_PROBLEM DESCRIPTION_
Print the data that follows, exactly and completely.
============
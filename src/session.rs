
use std::io::{self, BufRead, BufReader, ErrorKind, Read, Write};
use std::str;
use std::thread;
use std::time::Duration;

use serde::{Serialize, Deserialize};

use crate::error::{Result, ScopeError};

pub const DEFAULT_TX_THROTTLE_DURATION_SEC: f32 = 0.0;
pub const DEFAULT_TERMINATOR: u8 = b'\n';

/// A blocking source that hands out exactly the number of bytes asked for, or fails.
pub trait ByteSource {
    fn read_bytes(&mut self, count: usize) -> Result<Vec<u8>>;
}

/// Everything the instrument drivers need from a connection.
///
/// One session talks to one instrument. A binary block read must not be interleaved with another command, so
/// callers sharing a session across threads have to hold a lock around each full command/response exchange.
pub trait Session: ByteSource {
    fn write_command(&mut self, cmd: &str) -> Result<()>;
    fn query_text(&mut self, cmd: &str) -> Result<String>;

    /// Consume whatever terminates a message after a binary block.
    fn discard_terminator(&mut self) -> Result<()> { Ok(()) }
}

impl ByteSource for &[u8] {
    fn read_bytes(&mut self, count: usize) -> Result<Vec<u8>> {
        if self.len() < count {
            return Err(ScopeError::TransportReadFailure(io::Error::new(ErrorKind::UnexpectedEof,
                format!("Asked for {} bytes but only {} remain", count, self.len()))));
        }
        let (head, tail) = self.split_at(count);
        *self = tail;
        Ok(head.to_vec())
    }
}

#[derive(Debug, Clone, Serialize, Deserialize)]
#[serde(default)]
pub struct SessionConfig {
    pub tx_throttle_sec: f32,
    pub terminator: u8,
}

impl Default for SessionConfig {
    fn default() -> Self {
        Self { tx_throttle_sec: DEFAULT_TX_THROTTLE_DURATION_SEC, terminator: DEFAULT_TERMINATOR }
    }
}

/// SCPI over any byte stream: a socket on the raw SCPI port, a serial port, a USBTMC device file.
///
/// The stream has to be connected already; timeouts belong to the stream as well.
pub struct StreamSession<S: Read + Write> {
    stream: BufReader<S>,
    tx_throttle_duration: Duration,
    terminator: u8,
}

impl<S: Read + Write> StreamSession<S> {

    pub fn new(stream: S) -> Self {
        Self { stream: BufReader::new(stream), tx_throttle_duration: Duration::ZERO, terminator: DEFAULT_TERMINATOR }
    }

    /// Fails with `InvalidConfig` when the throttle is negative, NaN or too large for a `Duration`.
    pub fn with_config(stream: S, config: &SessionConfig) -> Result<Self> {
        let tx_throttle_duration = Duration::try_from_secs_f32(config.tx_throttle_sec)
            .map_err(|e| ScopeError::InvalidConfig(format!("tx_throttle_sec {}: {}", config.tx_throttle_sec, e)))?;

        Ok(Self { stream: BufReader::new(stream), tx_throttle_duration, terminator: config.terminator })
    }

    pub fn into_inner(self) -> S { self.stream.into_inner() }

    fn read_line(&mut self) -> Result<Vec<u8>> {
        let mut line: Vec<u8> = vec![];
        let n = self.stream.read_until(self.terminator, &mut line).map_err(ScopeError::TransportReadFailure)?;
        if n == 0 {
            return Err(ScopeError::TransportReadFailure(io::Error::new(ErrorKind::UnexpectedEof, "Stream closed while waiting for a reply")));
        }
        Ok(line)
    }
}

impl<S: Read + Write> ByteSource for StreamSession<S> {
    fn read_bytes(&mut self, count: usize) -> Result<Vec<u8>> {
        let mut buf = vec![0u8; count];
        self.stream.read_exact(&mut buf).map_err(ScopeError::TransportReadFailure)?;
        Ok(buf)
    }
}

impl<S: Read + Write> Session for StreamSession<S> {

    fn write_command(&mut self, cmd: &str) -> Result<()> {
        if !self.tx_throttle_duration.is_zero() {
            thread::sleep(self.tx_throttle_duration);
        }
        log::debug!("-> {}", cmd);

        let mut msg: Vec<u8> = Vec::with_capacity(cmd.len() + 1);
        msg.extend_from_slice(cmd.as_bytes());
        msg.push(b'\n');

        let stream = self.stream.get_mut();
        stream.write_all(&msg).map_err(ScopeError::TransportWriteFailure)?;
        stream.flush().map_err(ScopeError::TransportWriteFailure)
    }

    fn query_text(&mut self, cmd: &str) -> Result<String> {
        self.write_command(cmd)?;
        let line = self.read_line()?;
        let reply = str::from_utf8(&line)
            .map_err(|_| ScopeError::UnexpectedResponse(format!("Reply to {} is not valid UTF-8", cmd)))?
            .trim()
            .to_owned();
        log::debug!("<- {}", reply);
        Ok(reply)
    }

    fn discard_terminator(&mut self) -> Result<()> { self.read_line().map(|_| ()) }
}

#[cfg(test)]
mod tests {
    use super::*;
    use std::io::Cursor;

    struct Loopback {
        input: Cursor<Vec<u8>>,
        output: Vec<u8>,
    }

    impl Loopback {
        fn new(input: &[u8]) -> Self { Self { input: Cursor::new(input.to_vec()), output: vec![] } }
    }

    impl Read for Loopback {
        fn read(&mut self, buf: &mut [u8]) -> io::Result<usize> { self.input.read(buf) }
    }

    impl Write for Loopback {
        fn write(&mut self, buf: &[u8]) -> io::Result<usize> { self.output.write(buf) }
        fn flush(&mut self) -> io::Result<()> { Ok(()) }
    }

    #[test]
    fn test_slice_source() {
        let data: &[u8] = b"#41000";
        let mut src = data;
        assert_eq!(src.read_bytes(1).unwrap(), b"#".to_vec());
        assert_eq!(src.read_bytes(0).unwrap(), Vec::<u8>::new());
        assert_eq!(src.read_bytes(5).unwrap(), b"41000".to_vec());
        assert!(matches!(src.read_bytes(1), Err(ScopeError::TransportReadFailure(_))));
    }

    #[test]
    fn test_query_and_block_share_the_stream() {
        let mut session = StreamSession::new(Loopback::new(b"1.0E-3\n#13abc\n5E2\n"));

        assert_eq!(session.query_text(":TIMebase:MAIN:SCALe?").unwrap(), "1.0E-3");
        assert_eq!(session.read_bytes(3).unwrap(), b"#13".to_vec());
        assert_eq!(session.read_bytes(3).unwrap(), b"abc".to_vec());
        session.discard_terminator().unwrap();
        assert_eq!(session.query_text(":ACQuire:SRATe?").unwrap(), "5E2");

        let written = session.into_inner().output;
        assert_eq!(written, b":TIMebase:MAIN:SCALe?\n:ACQuire:SRATe?\n".to_vec());
    }

    #[test]
    fn test_closed_stream_is_a_read_failure() {
        let mut session = StreamSession::new(Loopback::new(b""));
        assert!(matches!(session.query_text("*IDN?"), Err(ScopeError::TransportReadFailure(_))));
        assert!(matches!(session.read_bytes(1), Err(ScopeError::TransportReadFailure(_))));
    }

    #[test]
    fn test_config_throttle_bounds() {
        for bad in &[f32::INFINITY, f32::NAN, -1.0] {
            let config = SessionConfig { tx_throttle_sec: *bad, ..SessionConfig::default() };
            assert!(matches!(StreamSession::with_config(Loopback::new(b""), &config), Err(ScopeError::InvalidConfig(_))));
        }

        let config = SessionConfig { tx_throttle_sec: 0.001, terminator: b'\r' };
        let mut session = StreamSession::with_config(Loopback::new(b"5E2\r"), &config).unwrap();
        assert_eq!(session.query_text(":ACQuire:SRATe?").unwrap(), "5E2");
    }

    #[test]
    fn test_config_defaults() {
        let config = SessionConfig::default();
        assert_eq!(config.terminator, b'\n');
        assert_eq!(config.tx_throttle_sec, 0.0);
    }
}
============
_EXERCISE RESPONSE_
filename src/session.rs

use std::io::{self, BufRead, BufReader, ErrorKind, Read, Write};
use std::str;
use std::thread;
use std::time::Duration;

use serde::{Serialize, Deserialize};

use crate::error::{Result, ScopeError};

pub const DEFAULT_TX_THROTTLE_DURATION_SEC: f32 = 0.0;
pub const DEFAULT_TERMINATOR: u8 = b'\n';

/// A blocking source that hands out exactly the number of bytes asked for, or fails.
pub trait ByteSource {
    fn read_bytes(&mut self, count: usize) -> Result<Vec<u8>>;
}

/// Everything the instrument drivers need from a connection.
///
/// One session talks to one instrument. A binary block read must not be interleaved with another command, so
/// callers sharing a session across threads have to hold a lock around each full command/response exchange.
pub trait Session: ByteSource {
    fn write_command(&mut self, cmd: &str) -> Result<()>;
    fn query_text(&mut self, cmd: &str) -> Result<String>;

    /// Consume whatever terminates a message after a binary block.
    fn discard_terminator(&mut self) -> Result<()> { Ok(()) }
}

impl ByteSource for &[u8] {
    fn read_bytes(&mut self, count: usize) -> Result<Vec<u8>> {
        if self.len() < count {
            return Err(ScopeError::TransportReadFailure(io::Error::new(ErrorKind::UnexpectedEof,
                format!("Asked for {} bytes but only {} remain", count, self.len()))));
        }
        let (head, tail) = self.split_at(count);
        *self = tail;
        Ok(head.to_vec())
    }
}

#[derive(Debug, Clone, Serialize, Deserialize)]
#[serde(default)]
pub struct SessionConfig {
    pub tx_throttle_sec: f32,
    pub terminator: u8,
}

impl Default for SessionConfig {
    fn default() -> Self {
        Self { tx_throttle_sec: DEFAULT_TX_THROTTLE_DURATION_SEC, terminator: DEFAULT_TERMINATOR }
    }
}

/// SCPI over any byte stream: a socket on the raw SCPI port, a serial port, a USBTMC device file.
///
/// The stream has to be connected already; timeouts belong to the stream as well.
pub struct StreamSession<S: Read + Write> {
    stream: BufReader<S>,
    tx_throttle_duration: Duration,
    terminator: u8,
}

impl<S: Read + Write> StreamSession<S> {

    pub fn new(stream: S) -> Self {
        Self { stream: BufReader::new(stream), tx_throttle_duration: Duration::ZERO, terminator: DEFAULT_TERMINATOR }
    }

    /// Fails with `InvalidConfig` when the throttle is negative, NaN or too large for a `Duration`.
    pub fn with_config(stream: S, config: &SessionConfig) -> Result<Self> {
        let tx_throttle_duration = Duration::try_from_secs_f32(config.tx_throttle_sec)
            .map_err(|e| ScopeError::InvalidConfig(format!("tx_throttle_sec {}: {}", config.tx_throttle_sec, e)))?;

        Ok(Self { stream: BufReader::new(stream), tx_throttle_duration, terminator: config.terminator })
    }

    pub fn into_inner(self) -> S { self.stream.into_inner() }

    fn read_line(&mut self) -> Result<Vec<u8>> {
        let mut line: Vec<u8> = vec![];
        let n = self.stream.read_until(self.terminator, &mut line).map_err(ScopeError::TransportReadFailure)?;
        if n == 0 {
            return Err(ScopeError::TransportReadFailure(io::Error::new(ErrorKind::UnexpectedEof, "Stream closed while waiting for a reply")));
        }
        Ok(line)
    }
}

impl<S: Read + Write> ByteSource for StreamSession<S> {
    fn read_bytes(&mut self, count: usize) -> Result<Vec<u8>> {
        let mut buf = vec![0u8; count];
        self.stream.read_exact(&mut buf).map_err(ScopeError::TransportReadFailure)?;
        Ok(buf)
    }
}

impl<S: Read + Write> Session for StreamSession<S> {

    fn write_command(&mut self, cmd: &str) -> Result<()> {
        if !self.tx_throttle_duration.is_zero() {
            thread::sleep(self.tx_throttle_duration);
        }
        log::debug!("-> {}", cmd);

        let mut msg: Vec<u8> = Vec::with_capacity(cmd.len() + 1);
        msg.extend_from_slice(cmd.as_bytes());
        msg.push(b'\n');

        let stream = self.stream.get_mut();
        stream.write_all(&msg).map_err(ScopeError::TransportWriteFailure)?;
        stream.flush().map_err(ScopeError::TransportWriteFailure)
    }

    fn query_text(&mut self, cmd: &str) -> Result<String> {
        self.write_command(cmd)?;
        let line = self.read_line()?;
        let reply = str::from_utf8(&line)
            .map_err(|_| ScopeError::UnexpectedResponse(format!("Reply to {} is not valid UTF-8", cmd)))?
            .trim()
            .to_owned();
        log::debug!("<- {}", reply);
        Ok(reply)
    }

    fn discard_terminator(&mut self) -> Result<()> { self.read_line().map(|_| ()) }
}

#[cfg(test)]
mod tests {
    use super::*;
    use std::io::Cursor;

    struct Loopback {
        input: Cursor<Vec<u8>>,
        output: Vec<u8>,
    }

    impl Loopback {
        fn new(input: &[u8]) -> Self { Self { input: Cursor::new(input.to_vec()), output: vec![] } }
    }

    impl Read for Loopback {
        fn read(&mut self, buf: &mut [u8]) -> io::Result<usize> { self.input.read(buf) }
    }

    impl Write for Loopback {
        fn write(&mut self, buf: &[u8]) -> io::Result<usize> { self.output.write(buf) }
        fn flush(&mut self) -> io::Result<()> { Ok(()) }
    }

    #[test]
    fn test_slice_source() {
        let data: &[u8] = b"#41000";
        let mut src = data;
        assert_eq!(src.read_bytes(1).unwrap(), b"#".to_vec());
        assert_eq!(src.read_bytes(0).unwrap(), Vec::<u8>::new());
        assert_eq!(src.read_bytes(5).unwrap(), b"41000".to_vec());
        assert!(matches!(src.read_bytes(1), Err(ScopeError::TransportReadFailure(_))));
    }

    #[test]
    fn test_query_and_block_share_the_stream() {
        let mut session = StreamSession::new(Loopback::new(b"1.0E-3\n#13abc\n5E2\n"));

        assert_eq!(session.query_text(":TIMebase:MAIN:SCALe?").unwrap(), "1.0E-3");
        assert_eq!(session.read_bytes(3).unwrap(), b"#13".to_vec());
        assert_eq!(session.read_bytes(3).unwrap(), b"abc".to_vec());
        session.discard_terminator().unwrap();
        assert_eq!(session.query_text(":ACQuire:SRATe?").unwrap(), "5E2");

        let written = session.into_inner().output;
        assert_eq!(written, b":TIMebase:MAIN:SCALe?\n:ACQuire:SRATe?\n".to_vec());
    }

    #[test]
    fn test_closed_stream_is_a_read_failure() {
        let mut session = StreamSession::new(Loopback::new(b""));
        assert!(matches!(session.query_text("*IDN?"), Err(ScopeError::TransportReadFailure(_))));
        assert!(matches!(session.read_bytes(1), Err(ScopeError::TransportReadFailure(_))));
    }

    #[test]
    fn test_config_throttle_bounds() {
        for bad in &[f32::INFINITY, f32::NAN, -1.0] {
            let config = SessionConfig { tx_throttle_sec: *bad, ..SessionConfig::default() };
            assert!(matches!(StreamSession::with_config(Loopback::new(b""), &config), Err(ScopeError::InvalidConfig(_))));
        }

        let config = SessionConfig { tx_throttle_sec: 0.001, terminator: b'\r' };
        let mut session = StreamSession::with_config(Loopback::new(b"5E2\r"), &config).unwrap();
        assert_eq!(session.query_text(":ACQuire:SRATe?").unwrap(), "5E2");
    }

    #[test]
    fn test_config_defaults() {
        let config = SessionConfig::default();
        assert_eq!(config.terminator, b'\n');
        assert_eq!(config.tx_throttle_sec, 0.0);
    }
}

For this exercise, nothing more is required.